State how many lines of the records contain the string "Claims", and give no other information.

»»

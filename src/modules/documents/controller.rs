use axum::Json;
use axum::extract::{Multipart, Path, Query, State};
use axum::http::{StatusCode, header};
use axum::response::IntoResponse;
use tracing::instrument;
use uuid::Uuid;

use crate::middleware::auth::AuthUser;
use crate::modules::auth::controller::ErrorResponse;
use crate::state::AppState;
use crate::utils::errors::AppError;

use super::model::{DocumentInfo, DocumentQueryParams};
use super::service::DocumentService;

/// Upload a document (multipart/form-data)
///
/// Expects a `file` part plus a `class_subject_id` field and an optional
/// `lesson_id` field.
#[utoipa::path(
    post,
    path = "/api/documents",
    request_body(content_type = "multipart/form-data"),
    responses(
        (status = 201, description = "Document stored", body = DocumentInfo),
        (status = 400, description = "Missing file or disallowed type", body = ErrorResponse)
    ),
    tag = "Documents",
    security(("bearer_auth" = []))
)]
#[instrument(skip(state, multipart))]
pub async fn upload_document(
    State(state): State<AppState>,
    auth_user: AuthUser,
    mut multipart: Multipart,
) -> Result<(StatusCode, Json<DocumentInfo>), AppError> {
    let mut file: Option<(String, String, Vec<u8>)> = None;
    let mut class_subject_id: Option<Uuid> = None;
    let mut lesson_id: Option<Uuid> = None;

    while let Some(field) = multipart
        .next_field()
        .await
        .map_err(|e| AppError::bad_request(anyhow::anyhow!("Invalid multipart body: {e}")))?
    {
        match field.name().unwrap_or_default() {
            "file" => {
                let filename = field.file_name().unwrap_or("upload").to_string();
                let content_type = field
                    .content_type()
                    .unwrap_or("application/octet-stream")
                    .to_string();
                let bytes = field.bytes().await.map_err(|e| {
                    AppError::bad_request(anyhow::anyhow!("Failed to read file: {e}"))
                })?;
                file = Some((filename, content_type, bytes.to_vec()));
            }
            "class_subject_id" => {
                let text = field.text().await.map_err(|e| {
                    AppError::bad_request(anyhow::anyhow!("Invalid class_subject_id: {e}"))
                })?;
                class_subject_id = Some(text.parse().map_err(|_| {
                    AppError::bad_request(anyhow::anyhow!("class_subject_id must be a UUID"))
                })?);
            }
            "lesson_id" => {
                let text = field.text().await.map_err(|e| {
                    AppError::bad_request(anyhow::anyhow!("Invalid lesson_id: {e}"))
                })?;
                if !text.is_empty() {
                    lesson_id = Some(text.parse().map_err(|_| {
                        AppError::bad_request(anyhow::anyhow!("lesson_id must be a UUID"))
                    })?);
                }
            }
            _ => {}
        }
    }

    let (filename, content_type, content) =
        file.ok_or_else(|| AppError::bad_request(anyhow::anyhow!("file is required")))?;
    let class_subject_id = class_subject_id
        .ok_or_else(|| AppError::bad_request(anyhow::anyhow!("class_subject_id is required")))?;

    let document = DocumentService::upload(
        &state.db,
        auth_user.user_id()?,
        class_subject_id,
        lesson_id,
        &filename,
        &content_type,
        content,
    )
    .await?;

    Ok((StatusCode::CREATED, Json(document)))
}

/// List my documents (metadata only)
#[utoipa::path(
    get,
    path = "/api/documents",
    params(DocumentQueryParams),
    responses(
        (status = 200, description = "Document metadata", body = [DocumentInfo]),
        (status = 401, description = "Missing or invalid token", body = ErrorResponse)
    ),
    tag = "Documents",
    security(("bearer_auth" = []))
)]
#[instrument(skip(state))]
pub async fn get_documents(
    State(state): State<AppState>,
    auth_user: AuthUser,
    Query(params): Query<DocumentQueryParams>,
) -> Result<Json<Vec<DocumentInfo>>, AppError> {
    let documents = DocumentService::list(&state.db, auth_user.user_id()?, params).await?;
    Ok(Json(documents))
}

/// Download a document
#[utoipa::path(
    get,
    path = "/api/documents/{document_id}/download",
    params(("document_id" = Uuid, Path, description = "Document id")),
    responses(
        (status = 200, description = "The stored file"),
        (status = 404, description = "Document not found", body = ErrorResponse)
    ),
    tag = "Documents",
    security(("bearer_auth" = []))
)]
#[instrument(skip(state))]
pub async fn download_document(
    State(state): State<AppState>,
    auth_user: AuthUser,
    Path(document_id): Path<Uuid>,
) -> Result<impl IntoResponse, AppError> {
    let blob = DocumentService::download(&state.db, auth_user.user_id()?, document_id).await?;

    Ok((
        [
            (header::CONTENT_TYPE, blob.content_type),
            (
                header::CONTENT_DISPOSITION,
                format!("attachment; filename=\"{}\"", blob.filename),
            ),
        ],
        blob.content,
    ))
}

/// Delete a document
#[utoipa::path(
    delete,
    path = "/api/documents/{document_id}",
    params(("document_id" = Uuid, Path, description = "Document id")),
    responses(
        (status = 204, description = "Document deleted"),
        (status = 404, description = "Document not found", body = ErrorResponse)
    ),
    tag = "Documents",
    security(("bearer_auth" = []))
)]
#[instrument(skip(state))]
pub async fn delete_document(
    State(state): State<AppState>,
    auth_user: AuthUser,
    Path(document_id): Path<Uuid>,
) -> Result<StatusCode, AppError> {
    DocumentService::delete(&state.db, auth_user.user_id()?, document_id).await?;
    Ok(StatusCode::NO_CONTENT)
}
use serde_json::{Value, json};

use crate::utils::errors::AppError;

use super::model::{Fach, SchulbuchQueryParams, ThemaQueryParams};

pub struct CurriculumService;

impl CurriculumService {
    /// Condensed curriculum tree: grade band → competency areas → topic
    /// names, without the G/M/E proficiency texts.
    pub fn struktur(fach: Fach) -> Value {
        let mut klassenstufen = serde_json::Map::new();
        if let Some(plan) = fach.lehrplan().as_object() {
            for (stufe, bereiche) in plan {
                let areas: Vec<Value> = bereiche
                    .as_object()
                    .map(|map| {
                        map.iter()
                            .map(|(key, bereich)| {
                                let themen: Vec<Value> = bereich
                                    .get("themen")
                                    .and_then(|t| t.as_array())
                                    .map(|themen| {
                                        themen
                                            .iter()
                                            .map(|thema| {
                                                json!({
                                                    "id": thema.get("id"),
                                                    "name": thema.get("name"),
                                                })
                                            })
                                            .collect()
                                    })
                                    .unwrap_or_default();
                                json!({
                                    "id": key,
                                    "name": bereich.get("name"),
                                    "themen": themen,
                                })
                            })
                            .collect()
                    })
                    .unwrap_or_default();
                klassenstufen.insert(stufe.clone(), Value::Array(areas));
            }
        }

        json!({
            "fach": fach.name(),
            "bundesland": "Rheinland-Pfalz",
            "schulart": "Realschule plus",
            "klassenstufen": klassenstufen,
        })
    }

    /// Full topic entry including the G/M/E texts, located by id and
    /// optionally narrowed by grade band and competency area.
    pub fn thema(fach: Fach, params: &ThemaQueryParams) -> Result<Value, AppError> {
        let plan = fach.lehrplan();
        let stufen: Vec<&String> = plan
            .as_object()
            .map(|map| map.keys().collect())
            .unwrap_or_default();

        for stufe in stufen {
            if let Some(wanted) = &params.klassenstufe
                && wanted != stufe
            {
                continue;
            }
            let Some(bereiche) = plan.get(stufe).and_then(|v| v.as_object()) else {
                continue;
            };
            for (bereich_key, bereich) in bereiche {
                if let Some(wanted) = &params.kompetenzbereich
                    && wanted != bereich_key
                {
                    continue;
                }
                let Some(themen) = bereich.get("themen").and_then(|v| v.as_array()) else {
                    continue;
                };
                for thema in themen {
                    if thema.get("id").and_then(|v| v.as_str()) == Some(&params.thema_id) {
                        let mut result = thema.clone();
                        if let Some(map) = result.as_object_mut() {
                            map.insert("klassenstufe".to_string(), json!(stufe));
                            map.insert("kompetenzbereich".to_string(), json!(bereich_key));
                            map.insert(
                                "kompetenzbereich_name".to_string(),
                                bereich.get("name").cloned().unwrap_or(Value::Null),
                            );
                        }
                        return Ok(result);
                    }
                }
            }
        }

        Err(AppError::not_found(anyhow::anyhow!("Thema nicht gefunden")))
    }

    /// Textbook catalog entries with chapter keys only; the chapter
    /// details come from the single-book endpoint.
    pub fn schulbuecher(fach: Fach, params: &SchulbuchQueryParams) -> Vec<Value> {
        fach.schulbuecher()
            .as_object()
            .map(|books| {
                books
                    .values()
                    .filter(|book| {
                        params.klassenstufe.as_deref().is_none_or(|wanted| {
                            book.get("klassenstufe").and_then(|v| v.as_str()) == Some(wanted)
                        })
                    })
                    .map(|book| {
                        let kapitel: Vec<&String> = book
                            .get("kapitel")
                            .and_then(|v| v.as_object())
                            .map(|map| map.keys().collect())
                            .unwrap_or_default();
                        json!({
                            "id": book.get("id"),
                            "name": book.get("name"),
                            "verlag": book.get("verlag"),
                            "isbn": book.get("isbn"),
                            "klassenstufe": book.get("klassenstufe"),
                            "kapitel": kapitel,
                        })
                    })
                    .collect()
            })
            .unwrap_or_default()
    }

    pub fn schulbuch(fach: Fach, id: &str) -> Result<Value, AppError> {
        fach.schulbuecher()
            .get(id)
            .cloned()
            .ok_or_else(|| AppError::not_found(anyhow::anyhow!("Schulbuch nicht gefunden")))
    }
}
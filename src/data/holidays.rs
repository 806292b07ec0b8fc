//! German school holidays and public holidays for 2025/2026, keyed by
//! Bundesland. Served verbatim by the holidays endpoints and consumed
//! by the statistics aggregation to subtract holiday weeks.

use serde::Serialize;
use utoipa::ToSchema;

#[derive(Debug, Serialize, ToSchema)]
pub struct HolidayPeriod {
    pub name: &'static str,
    pub start: &'static str,
    pub end: &'static str,
}

#[derive(Debug, Serialize, ToSchema)]
pub struct PublicHoliday {
    pub name: &'static str,
    pub date: &'static str,
}

#[derive(Debug, Serialize, ToSchema)]
pub struct Bundesland {
    pub id: &'static str,
    pub name: &'static str,
}

pub const BUNDESLAENDER: &[Bundesland] = &[
    Bundesland { id: "bayern", name: "Bayern" },
    Bundesland { id: "nrw", name: "Nordrhein-Westfalen" },
    Bundesland { id: "berlin", name: "Berlin" },
    Bundesland { id: "baden-wuerttemberg", name: "Baden-Württemberg" },
    Bundesland { id: "hessen", name: "Hessen" },
    Bundesland { id: "sachsen", name: "Sachsen" },
    Bundesland { id: "niedersachsen", name: "Niedersachsen" },
    Bundesland { id: "hamburg", name: "Hamburg" },
    Bundesland { id: "rheinland-pfalz", name: "Rheinland-Pfalz" },
];

pub fn holidays_for(bundesland: &str) -> Option<&'static [HolidayPeriod]> {
    match bundesland {
        "bayern" => Some(BAYERN),
        "nrw" => Some(NRW),
        "berlin" => Some(BERLIN),
        "baden-wuerttemberg" => Some(BADEN_WUERTTEMBERG),
        "hessen" => Some(HESSEN),
        "sachsen" => Some(SACHSEN),
        "niedersachsen" => Some(NIEDERSACHSEN),
        "hamburg" => Some(HAMBURG),
        "rheinland-pfalz" => Some(RHEINLAND_PFALZ),
        _ => None,
    }
}

const BAYERN: &[HolidayPeriod] = &[
    HolidayPeriod { name: "Herbstferien 2025", start: "2025-10-27", end: "2025-10-31" },
    HolidayPeriod { name: "Weihnachtsferien 2025/26", start: "2025-12-22", end: "2026-01-05" },
    HolidayPeriod { name: "Winterferien 2026", start: "2026-02-16", end: "2026-02-20" },
    HolidayPeriod { name: "Osterferien 2026", start: "2026-03-30", end: "2026-04-10" },
    HolidayPeriod { name: "Pfingstferien 2026", start: "2026-05-26", end: "2026-06-05" },
    HolidayPeriod { name: "Sommerferien 2026", start: "2026-07-27", end: "2026-09-07" },
];

const NRW: &[HolidayPeriod] = &[
    HolidayPeriod { name: "Herbstferien 2025", start: "2025-10-13", end: "2025-10-25" },
    HolidayPeriod { name: "Weihnachtsferien 2025/26", start: "2025-12-22", end: "2026-01-06" },
    HolidayPeriod { name: "Osterferien 2026", start: "2026-03-30", end: "2026-04-11" },
    HolidayPeriod { name: "Pfingstferien 2026", start: "2026-05-26", end: "2026-05-26" },
    HolidayPeriod { name: "Sommerferien 2026", start: "2026-06-29", end: "2026-08-11" },
];

const BERLIN: &[HolidayPeriod] = &[
    HolidayPeriod { name: "Herbstferien 2025", start: "2025-10-20", end: "2025-11-01" },
    HolidayPeriod { name: "Weihnachtsferien 2025/26", start: "2025-12-22", end: "2026-01-02" },
    HolidayPeriod { name: "Winterferien 2026", start: "2026-02-02", end: "2026-02-07" },
    HolidayPeriod { name: "Osterferien 2026", start: "2026-03-30", end: "2026-04-10" },
    HolidayPeriod { name: "Pfingstferien 2026", start: "2026-05-15", end: "2026-05-15" },
    HolidayPeriod { name: "Sommerferien 2026", start: "2026-07-09", end: "2026-08-21" },
];

const BADEN_WUERTTEMBERG: &[HolidayPeriod] = &[
    HolidayPeriod { name: "Herbstferien 2025", start: "2025-10-27", end: "2025-10-30" },
    HolidayPeriod { name: "Weihnachtsferien 2025/26", start: "2025-12-22", end: "2026-01-05" },
    HolidayPeriod { name: "Osterferien 2026", start: "2026-04-06", end: "2026-04-17" },
    HolidayPeriod { name: "Pfingstferien 2026", start: "2026-05-26", end: "2026-06-06" },
    HolidayPeriod { name: "Sommerferien 2026", start: "2026-07-30", end: "2026-09-12" },
];

const HESSEN: &[HolidayPeriod] = &[
    HolidayPeriod { name: "Herbstferien 2025", start: "2025-10-06", end: "2025-10-18" },
    HolidayPeriod { name: "Weihnachtsferien 2025/26", start: "2025-12-22", end: "2026-01-10" },
    HolidayPeriod { name: "Osterferien 2026", start: "2026-04-06", end: "2026-04-18" },
    HolidayPeriod { name: "Sommerferien 2026", start: "2026-07-06", end: "2026-08-14" },
];

const SACHSEN: &[HolidayPeriod] = &[
    HolidayPeriod { name: "Herbstferien 2025", start: "2025-10-20", end: "2025-11-01" },
    HolidayPeriod { name: "Weihnachtsferien 2025/26", start: "2025-12-22", end: "2026-01-03" },
    HolidayPeriod { name: "Winterferien 2026", start: "2026-02-09", end: "2026-02-21" },
    HolidayPeriod { name: "Osterferien 2026", start: "2026-04-03", end: "2026-04-11" },
    HolidayPeriod { name: "Pfingstferien 2026", start: "2026-05-15", end: "2026-05-15" },
    HolidayPeriod { name: "Sommerferien 2026", start: "2026-06-27", end: "2026-08-08" },
];

const NIEDERSACHSEN: &[HolidayPeriod] = &[
    HolidayPeriod { name: "Herbstferien 2025", start: "2025-10-20", end: "2025-10-31" },
    HolidayPeriod { name: "Weihnachtsferien 2025/26", start: "2025-12-22", end: "2026-01-05" },
    HolidayPeriod { name: "Osterferien 2026", start: "2026-03-23", end: "2026-04-04" },
    HolidayPeriod { name: "Pfingstferien 2026", start: "2026-05-22", end: "2026-05-22" },
    HolidayPeriod { name: "Sommerferien 2026", start: "2026-07-16", end: "2026-08-26" },
];

const HAMBURG: &[HolidayPeriod] = &[
    HolidayPeriod { name: "Herbstferien 2025", start: "2025-10-20", end: "2025-10-31" },
    HolidayPeriod { name: "Weihnachtsferien 2025/26", start: "2025-12-22", end: "2026-01-02" },
    HolidayPeriod { name: "Frühjahrsferien 2026", start: "2026-02-02", end: "2026-02-13" },
    HolidayPeriod { name: "Osterferien 2026", start: "2026-03-06", end: "2026-03-20" },
    HolidayPeriod { name: "Pfingstferien 2026", start: "2026-05-11", end: "2026-05-15" },
    HolidayPeriod { name: "Sommerferien 2026", start: "2026-07-23", end: "2026-09-02" },
];

const RHEINLAND_PFALZ: &[HolidayPeriod] = &[
    HolidayPeriod { name: "Herbstferien 2025", start: "2025-10-13", end: "2025-10-24" },
    HolidayPeriod { name: "Weihnachtsferien 2025/26", start: "2025-12-22", end: "2026-01-06" },
    HolidayPeriod { name: "Osterferien 2026", start: "2026-03-23", end: "2026-04-06" },
    HolidayPeriod { name: "Pfingstferien 2026", start: "2026-06-02", end: "2026-06-10" },
    HolidayPeriod { name: "Sommerferien 2026", start: "2026-07-06", end: "2026-08-14" },
];

pub const PUBLIC_HOLIDAYS: &[PublicHoliday] = &[
    PublicHoliday { name: "Neujahr", date: "2025-01-01" },
    PublicHoliday { name: "Karfreitag", date: "2025-04-18" },
    PublicHoliday { name: "Ostermontag", date: "2025-04-21" },
    PublicHoliday { name: "Tag der Arbeit", date: "2025-05-01" },
    PublicHoliday { name: "Christi Himmelfahrt", date: "2025-05-29" },
    PublicHoliday { name: "Pfingstmontag", date: "2025-06-09" },
    PublicHoliday { name: "Tag der Deutschen Einheit", date: "2025-10-03" },
    PublicHoliday { name: "1. Weihnachtstag", date: "2025-12-25" },
    PublicHoliday { name: "2. Weihnachtstag", date: "2025-12-26" },
    PublicHoliday { name: "Neujahr", date: "2026-01-01" },
    PublicHoliday { name: "Karfreitag", date: "2026-04-03" },
    PublicHoliday { name: "Ostermontag", date: "2026-04-06" },
    PublicHoliday { name: "Tag der Arbeit", date: "2026-05-01" },
    PublicHoliday { name: "Christi Himmelfahrt", date: "2026-05-14" },
    PublicHoliday { name: "Pfingstmontag", date: "2026-05-25" },
    PublicHoliday { name: "Tag der Deutschen Einheit", date: "2026-10-03" },
    PublicHoliday { name: "1. Weihnachtstag", date: "2026-12-25" },
    PublicHoliday { name: "2. Weihnachtstag", date: "2026-12-26" },
];

#[cfg(test)]
mod tests {
    use super::*;

    #[test]
    fn test_known_bundesland_has_holidays() {
        let periods = holidays_for("rheinland-pfalz").unwrap();
        assert_eq!(periods.len(), 5);
        assert_eq!(periods[0].name, "Herbstferien 2025");
    }

    #[test]
    fn test_unknown_bundesland_is_none() {
        assert!(holidays_for("atlantis").is_none());
    }

    #[test]
    fn test_all_listed_bundeslaender_have_data() {
        for land in BUNDESLAENDER {
            assert!(holidays_for(land.id).is_some(), "{} missing", land.id);
        }
    }
}
use axum::Json;
use axum::extract::{Path, State};
use tracing::instrument;
use uuid::Uuid;

use crate::middleware::auth::AuthUser;
use crate::modules::auth::controller::ErrorResponse;
use crate::state::AppState;
use crate::utils::errors::AppError;

use super::model::StatisticsResponse;
use super::service::StatisticsService;

/// Progress statistics for one class
#[utoipa::path(
    get,
    path = "/api/statistics/{class_subject_id}",
    params(("class_subject_id" = Uuid, Path, description = "Class id")),
    responses(
        (status = 200, description = "Hours, completion and upcoming entries", body = StatisticsResponse),
        (status = 404, description = "Class not found", body = ErrorResponse)
    ),
    tag = "Statistics",
    security(("bearer_auth" = []))
)]
#[instrument(skip(state))]
pub async fn get_class_statistics(
    State(state): State<AppState>,
    auth_user: AuthUser,
    Path(class_subject_id): Path<Uuid>,
) -> Result<Json<StatisticsResponse>, AppError> {
    let stats =
        StatisticsService::class_statistics(&state.db, auth_user.user_id()?, class_subject_id)
            .await?;
    Ok(Json(stats))
}
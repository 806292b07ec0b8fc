use chrono::{DateTime, Utc};
use serde::{Deserialize, Serialize};
use sqlx::prelude::FromRow;
use utoipa::ToSchema;
use uuid::Uuid;
use validator::Validate;

/// A grant giving another teacher access to one of my Arbeitspläne.
/// The owner name is denormalized so the shared view needs no extra join.
#[derive(Debug, Serialize, Deserialize, FromRow, ToSchema)]
pub struct Share {
    pub id: Uuid,
    pub class_subject_id: Uuid,
    pub owner_id: Uuid,
    pub owner_name: String,
    pub shared_with_id: Uuid,
    pub shared_with_email: String,
    pub can_edit: bool,
    pub created_at: DateTime<Utc>,
}

#[derive(Debug, Deserialize, Validate, ToSchema)]
pub struct CreateShareDto {
    pub class_subject_id: Uuid,
    #[validate(email(message = "email must be a valid email address"))]
    pub email: String,
    #[serde(default)]
    pub can_edit: bool,
}

/// A class as seen from the recipient's side, enriched with owner details.
#[derive(Debug, Serialize, FromRow, ToSchema)]
pub struct SharedClassResponse {
    pub id: Uuid,
    pub share_id: Uuid,
    pub name: String,
    pub subject: String,
    pub color: String,
    pub hours_per_week: i32,
    pub school_year_id: Uuid,
    #[schema(value_type = Object)]
    pub schedule: serde_json::Value,
    pub owner_name: String,
    pub owner_email: String,
    pub can_edit: bool,
}
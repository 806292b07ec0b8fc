use chrono::{DateTime, Utc};
use serde::{Deserialize, Serialize};
use sqlx::prelude::FromRow;
use utoipa::ToSchema;
use uuid::Uuid;
use validator::Validate;

// JWT Claims structure
#[derive(Debug, Clone, Serialize, Deserialize)]
pub struct Claims {
    pub sub: String, // user_id
    pub email: String,
    pub exp: usize,
    pub iat: usize,
}

/// A registered teacher account. The password hash never leaves the service
/// layer.
#[derive(Debug, Clone, Serialize, Deserialize, FromRow, ToSchema)]
pub struct User {
    pub id: Uuid,
    pub email: String,
    pub name: String,
    pub bundesland: String,
    pub theme: String,
    pub created_at: DateTime<Utc>,
}

#[derive(Debug, Deserialize, Validate, ToSchema)]
pub struct RegisterDto {
    #[validate(email(message = "email must be a valid email address"))]
    pub email: String,
    #[validate(length(min = 6, message = "password must be at least 6 characters"))]
    pub password: String,
    #[validate(length(min = 1, message = "name must not be empty"))]
    pub name: String,
    #[validate(length(min = 1, message = "invitation_code must not be empty"))]
    pub invitation_code: String,
}

#[derive(Debug, Deserialize, Validate, ToSchema)]
pub struct LoginDto {
    #[validate(email(message = "email must be a valid email address"))]
    pub email: String,
    #[validate(length(min = 1, message = "password must not be empty"))]
    pub password: String,
}

/// Partial settings update; omitted fields keep their current value.
#[derive(Debug, Deserialize, Validate, ToSchema)]
pub struct UserSettingsDto {
    #[validate(length(min = 1, message = "name must not be empty"))]
    pub name: Option<String>,
    pub bundesland: Option<String>,
    pub theme: Option<String>,
}

#[derive(Debug, Serialize, ToSchema)]
pub struct TokenResponse {
    pub access_token: String,
    pub token_type: String,
    pub user: User,
}
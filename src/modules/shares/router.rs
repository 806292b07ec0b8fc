use axum::{
    Router,
    routing::{delete, get, post},
};

use crate::state::AppState;

use super::controller::{
    create_share, delete_share, get_class_shares, get_my_shares, get_share_qrcode,
    get_shared_with_me,
};

pub fn init_shares_router() -> Router<AppState> {
    Router::new()
        .route("/", post(create_share))
        .route("/my-shares", get(get_my_shares))
        .route("/shared-with-me", get(get_shared_with_me))
        .route("/class/{class_subject_id}", get(get_class_shares))
        .route("/{share_id}/qrcode", get(get_share_qrcode))
        .route("/{share_id}", delete(delete_share))
}
use sqlx::PgPool;
use tracing::instrument;
use uuid::Uuid;

use crate::utils::errors::AppError;

use super::model::{Comment, CreateCommentDto};

pub struct CommentService;

impl CommentService {
    #[instrument(skip(dto))]
    pub async fn create(
        db: &PgPool,
        user_id: Uuid,
        dto: CreateCommentDto,
    ) -> Result<Comment, AppError> {
        let user_name = sqlx::query_scalar::<_, String>("SELECT name FROM users WHERE id = $1")
            .bind(user_id)
            .fetch_optional(db)
            .await?
            .unwrap_or_else(|| "Unbekannt".to_string());

        let comment = sqlx::query_as::<_, Comment>(
            "INSERT INTO comments (lesson_id, user_id, user_name, text)
             VALUES ($1, $2, $3, $4)
             RETURNING id, lesson_id, user_id, user_name, text, created_at",
        )
        .bind(dto.lesson_id)
        .bind(user_id)
        .bind(&user_name)
        .bind(&dto.text)
        .fetch_one(db)
        .await?;

        Ok(comment)
    }

    #[instrument]
    pub async fn list_for_lesson(db: &PgPool, lesson_id: Uuid) -> Result<Vec<Comment>, AppError> {
        let comments = sqlx::query_as::<_, Comment>(
            "SELECT id, lesson_id, user_id, user_name, text, created_at
             FROM comments
             WHERE lesson_id = $1
             ORDER BY created_at DESC
             LIMIT 100",
        )
        .bind(lesson_id)
        .fetch_all(db)
        .await?;

        Ok(comments)
    }

    /// Only the author may remove a comment.
    #[instrument]
    pub async fn delete(db: &PgPool, user_id: Uuid, comment_id: Uuid) -> Result<(), AppError> {
        let result = sqlx::query("DELETE FROM comments WHERE id = $1 AND user_id = $2")
            .bind(comment_id)
            .bind(user_id)
            .execute(db)
            .await?;

        if result.rows_affected() == 0 {
            return Err(AppError::not_found(anyhow::anyhow!(
                "Kommentar nicht gefunden"
            )));
        }

        Ok(())
    }
}

#[cfg(test)]
mod tests {
    use super::*;
    use axum::http::StatusCode;
    use chrono::NaiveDate;

    async fn create_user(pool: &PgPool, email: &str, name: &str) -> Uuid {
        sqlx::query_scalar::<_, Uuid>(
            "INSERT INTO users (email, password, name) VALUES ($1, 'hash', $2) RETURNING id",
        )
        .bind(email)
        .bind(name)
        .fetch_one(pool)
        .await
        .unwrap()
    }

    async fn create_lesson(pool: &PgPool, user_id: Uuid) -> Uuid {
        let year = sqlx::query_scalar::<_, Uuid>(
            "INSERT INTO school_years (user_id, name, semester, start_date, end_date)
             VALUES ($1, '2025/2026', '1. Halbjahr', '2025-08-18', '2026-01-30')
             RETURNING id",
        )
        .bind(user_id)
        .fetch_one(pool)
        .await
        .unwrap();
        let class = sqlx::query_scalar::<_, Uuid>(
            "INSERT INTO class_subjects (user_id, school_year_id, name, subject, color, hours_per_week)
             VALUES ($1, $2, '7a', 'Mathematik', '#3b82f6', 4)
             RETURNING id",
        )
        .bind(user_id)
        .bind(year)
        .fetch_one(pool)
        .await
        .unwrap();
        sqlx::query_scalar::<_, Uuid>(
            "INSERT INTO lessons (user_id, class_subject_id, date, topic)
             VALUES ($1, $2, $3, 'Brüche kürzen')
             RETURNING id",
        )
        .bind(user_id)
        .bind(class)
        .bind(NaiveDate::from_ymd_opt(2025, 9, 1).unwrap())
        .fetch_one(pool)
        .await
        .unwrap()
    }

    #[sqlx::test(migrations = "./migrations")]
    async fn test_create_denormalizes_author_name(pool: PgPool) {
        let user = create_user(&pool, "maria@schule.de", "Maria Muster").await;
        let lesson = create_lesson(&pool, user).await;

        let comment = CommentService::create(
            &pool,
            user,
            CreateCommentDto {
                lesson_id: lesson,
                text: "Gute Stunde!".to_string(),
            },
        )
        .await
        .unwrap();

        assert_eq!(comment.user_name, "Maria Muster");

        let comments = CommentService::list_for_lesson(&pool, lesson).await.unwrap();
        assert_eq!(comments.len(), 1);
        assert_eq!(comments[0].text, "Gute Stunde!");
    }

    #[sqlx::test(migrations = "./migrations")]
    async fn test_delete_is_author_only(pool: PgPool) {
        let author = create_user(&pool, "maria@schule.de", "Maria Muster").await;
        let other = create_user(&pool, "tom@schule.de", "Tom Test").await;
        let lesson = create_lesson(&pool, author).await;

        let comment = CommentService::create(
            &pool,
            author,
            CreateCommentDto {
                lesson_id: lesson,
                text: "Notiz".to_string(),
            },
        )
        .await
        .unwrap();

        let err = CommentService::delete(&pool, other, comment.id)
            .await
            .unwrap_err();
        assert_eq!(err.status, StatusCode::NOT_FOUND);
        assert_eq!(err.error.to_string(), "Kommentar nicht gefunden");

        CommentService::delete(&pool, author, comment.id)
            .await
            .unwrap();
    }
}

««

*Expected answer*:
2